Scan the records that follow, and whenever a line has the word "iter", copy it.

(Collected data)
══════
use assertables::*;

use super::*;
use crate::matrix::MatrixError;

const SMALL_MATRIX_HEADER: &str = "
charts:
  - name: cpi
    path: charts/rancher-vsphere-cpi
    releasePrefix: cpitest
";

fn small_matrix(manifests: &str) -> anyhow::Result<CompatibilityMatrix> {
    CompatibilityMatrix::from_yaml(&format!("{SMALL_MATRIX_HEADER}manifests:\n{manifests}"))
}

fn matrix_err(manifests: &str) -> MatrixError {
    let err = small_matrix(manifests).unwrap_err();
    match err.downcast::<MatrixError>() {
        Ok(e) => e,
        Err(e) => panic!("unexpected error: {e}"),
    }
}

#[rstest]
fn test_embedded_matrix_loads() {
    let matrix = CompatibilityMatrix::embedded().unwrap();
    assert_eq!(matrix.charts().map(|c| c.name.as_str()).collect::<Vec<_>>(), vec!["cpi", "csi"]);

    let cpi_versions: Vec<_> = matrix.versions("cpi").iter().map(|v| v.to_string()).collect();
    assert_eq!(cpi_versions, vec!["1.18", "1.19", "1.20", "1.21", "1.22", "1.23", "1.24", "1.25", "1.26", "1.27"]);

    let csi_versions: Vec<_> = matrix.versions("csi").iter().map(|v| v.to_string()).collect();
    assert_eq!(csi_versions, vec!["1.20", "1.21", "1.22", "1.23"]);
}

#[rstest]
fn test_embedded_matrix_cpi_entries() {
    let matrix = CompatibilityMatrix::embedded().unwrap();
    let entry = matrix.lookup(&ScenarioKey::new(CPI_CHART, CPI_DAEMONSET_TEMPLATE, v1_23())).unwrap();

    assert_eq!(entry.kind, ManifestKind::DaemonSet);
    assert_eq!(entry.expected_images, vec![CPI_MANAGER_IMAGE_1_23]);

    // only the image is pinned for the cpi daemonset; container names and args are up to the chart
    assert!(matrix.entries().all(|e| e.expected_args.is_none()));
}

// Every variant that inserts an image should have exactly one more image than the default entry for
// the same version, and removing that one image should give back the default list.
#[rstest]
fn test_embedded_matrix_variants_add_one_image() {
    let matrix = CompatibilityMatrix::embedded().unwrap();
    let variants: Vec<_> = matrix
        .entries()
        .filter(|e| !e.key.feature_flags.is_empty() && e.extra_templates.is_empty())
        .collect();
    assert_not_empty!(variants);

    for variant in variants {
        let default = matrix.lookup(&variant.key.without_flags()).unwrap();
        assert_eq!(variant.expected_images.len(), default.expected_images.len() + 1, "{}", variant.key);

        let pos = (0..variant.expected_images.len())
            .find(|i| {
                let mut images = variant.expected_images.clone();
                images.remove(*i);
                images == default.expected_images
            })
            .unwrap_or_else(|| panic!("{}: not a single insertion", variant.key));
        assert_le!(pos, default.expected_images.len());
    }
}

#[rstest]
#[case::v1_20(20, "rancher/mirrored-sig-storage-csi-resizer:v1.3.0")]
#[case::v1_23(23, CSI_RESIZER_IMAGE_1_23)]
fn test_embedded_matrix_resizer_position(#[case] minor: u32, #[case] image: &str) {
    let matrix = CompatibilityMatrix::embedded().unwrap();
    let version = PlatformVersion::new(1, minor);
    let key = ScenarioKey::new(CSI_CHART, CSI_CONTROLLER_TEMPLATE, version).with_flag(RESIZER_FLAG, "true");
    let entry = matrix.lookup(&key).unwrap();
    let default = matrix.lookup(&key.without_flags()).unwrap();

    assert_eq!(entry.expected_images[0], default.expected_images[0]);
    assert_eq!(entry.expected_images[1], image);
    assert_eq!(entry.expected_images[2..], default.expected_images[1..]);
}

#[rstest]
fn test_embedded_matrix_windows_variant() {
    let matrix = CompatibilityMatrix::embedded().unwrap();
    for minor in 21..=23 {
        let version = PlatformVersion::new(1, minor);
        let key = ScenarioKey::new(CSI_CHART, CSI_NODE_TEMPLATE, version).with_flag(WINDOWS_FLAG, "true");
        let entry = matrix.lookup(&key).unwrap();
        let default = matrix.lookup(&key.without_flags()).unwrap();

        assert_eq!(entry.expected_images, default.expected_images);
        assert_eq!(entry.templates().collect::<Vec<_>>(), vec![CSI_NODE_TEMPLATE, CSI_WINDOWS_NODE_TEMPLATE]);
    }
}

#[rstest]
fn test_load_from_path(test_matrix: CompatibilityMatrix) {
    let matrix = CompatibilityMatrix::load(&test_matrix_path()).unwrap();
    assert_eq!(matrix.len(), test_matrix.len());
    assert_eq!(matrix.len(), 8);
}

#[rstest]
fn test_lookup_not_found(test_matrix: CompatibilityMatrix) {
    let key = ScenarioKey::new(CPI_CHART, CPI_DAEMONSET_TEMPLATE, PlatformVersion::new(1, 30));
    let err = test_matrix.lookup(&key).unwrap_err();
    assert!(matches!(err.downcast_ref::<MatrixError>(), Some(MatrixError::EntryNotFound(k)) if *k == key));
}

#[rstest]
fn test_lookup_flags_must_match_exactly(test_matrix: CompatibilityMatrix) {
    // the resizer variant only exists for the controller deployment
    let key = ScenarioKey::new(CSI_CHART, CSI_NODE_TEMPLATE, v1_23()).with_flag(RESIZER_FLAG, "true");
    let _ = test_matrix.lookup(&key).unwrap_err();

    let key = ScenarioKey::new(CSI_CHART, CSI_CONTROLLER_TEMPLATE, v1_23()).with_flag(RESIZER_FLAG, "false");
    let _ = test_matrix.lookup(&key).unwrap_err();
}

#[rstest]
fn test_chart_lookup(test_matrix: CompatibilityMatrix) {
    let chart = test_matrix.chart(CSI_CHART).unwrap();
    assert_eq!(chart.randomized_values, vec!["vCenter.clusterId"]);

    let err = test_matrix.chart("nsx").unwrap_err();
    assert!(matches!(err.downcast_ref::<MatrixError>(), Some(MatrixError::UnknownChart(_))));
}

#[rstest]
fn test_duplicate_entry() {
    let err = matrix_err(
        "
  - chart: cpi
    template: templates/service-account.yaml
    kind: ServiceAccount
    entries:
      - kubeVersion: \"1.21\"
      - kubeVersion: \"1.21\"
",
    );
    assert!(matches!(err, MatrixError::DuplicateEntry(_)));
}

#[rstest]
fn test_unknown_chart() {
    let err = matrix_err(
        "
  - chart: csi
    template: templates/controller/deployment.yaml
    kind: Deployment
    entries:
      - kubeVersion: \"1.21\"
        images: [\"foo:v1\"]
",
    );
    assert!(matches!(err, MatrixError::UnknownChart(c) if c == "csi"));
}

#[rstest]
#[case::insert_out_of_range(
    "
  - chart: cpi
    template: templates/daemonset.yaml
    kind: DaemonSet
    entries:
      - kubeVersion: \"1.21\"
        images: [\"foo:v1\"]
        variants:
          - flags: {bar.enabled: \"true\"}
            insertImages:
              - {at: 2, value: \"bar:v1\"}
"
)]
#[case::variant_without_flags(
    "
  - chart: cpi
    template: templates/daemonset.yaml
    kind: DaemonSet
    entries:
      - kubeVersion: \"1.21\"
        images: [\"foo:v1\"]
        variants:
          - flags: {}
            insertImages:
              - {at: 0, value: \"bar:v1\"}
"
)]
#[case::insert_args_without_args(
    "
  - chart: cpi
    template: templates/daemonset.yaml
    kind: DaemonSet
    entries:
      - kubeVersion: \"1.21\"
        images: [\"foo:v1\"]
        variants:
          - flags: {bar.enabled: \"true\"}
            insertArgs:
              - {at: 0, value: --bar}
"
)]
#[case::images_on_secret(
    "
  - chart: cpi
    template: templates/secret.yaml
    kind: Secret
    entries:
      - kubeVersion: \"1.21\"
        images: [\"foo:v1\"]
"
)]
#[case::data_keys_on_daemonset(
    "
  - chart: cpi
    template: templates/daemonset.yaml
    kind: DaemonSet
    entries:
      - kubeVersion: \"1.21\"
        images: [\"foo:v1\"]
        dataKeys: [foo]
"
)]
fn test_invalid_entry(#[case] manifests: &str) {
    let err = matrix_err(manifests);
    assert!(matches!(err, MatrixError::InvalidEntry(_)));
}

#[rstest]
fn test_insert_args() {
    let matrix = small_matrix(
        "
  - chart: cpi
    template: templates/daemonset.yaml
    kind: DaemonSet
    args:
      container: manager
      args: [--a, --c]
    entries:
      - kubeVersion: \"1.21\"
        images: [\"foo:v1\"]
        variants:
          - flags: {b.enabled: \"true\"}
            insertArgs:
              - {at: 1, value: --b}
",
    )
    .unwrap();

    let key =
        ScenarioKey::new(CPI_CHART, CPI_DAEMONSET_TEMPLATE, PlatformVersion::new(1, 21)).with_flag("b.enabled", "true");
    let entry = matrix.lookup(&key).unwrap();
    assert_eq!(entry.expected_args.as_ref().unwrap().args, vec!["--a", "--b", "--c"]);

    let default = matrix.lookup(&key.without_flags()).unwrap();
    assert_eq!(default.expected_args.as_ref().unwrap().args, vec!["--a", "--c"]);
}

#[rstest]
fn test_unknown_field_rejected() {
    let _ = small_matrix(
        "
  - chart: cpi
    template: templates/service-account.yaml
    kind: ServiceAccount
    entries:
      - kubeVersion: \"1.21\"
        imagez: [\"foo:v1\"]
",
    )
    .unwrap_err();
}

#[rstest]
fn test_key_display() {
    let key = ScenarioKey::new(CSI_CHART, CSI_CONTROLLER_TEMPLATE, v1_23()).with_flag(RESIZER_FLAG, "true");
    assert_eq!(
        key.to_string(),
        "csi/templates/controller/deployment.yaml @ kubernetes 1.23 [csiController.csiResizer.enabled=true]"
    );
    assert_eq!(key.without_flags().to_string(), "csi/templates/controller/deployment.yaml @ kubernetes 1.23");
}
══════
The answer -
    let cpi_versions: Vec<_> = matrix.versions("cpi").iter().map(|v| v.to_string()).collect();
    let csi_versions: Vec<_> = matrix.versions("csi").iter().map(|v| v.to_string()).collect();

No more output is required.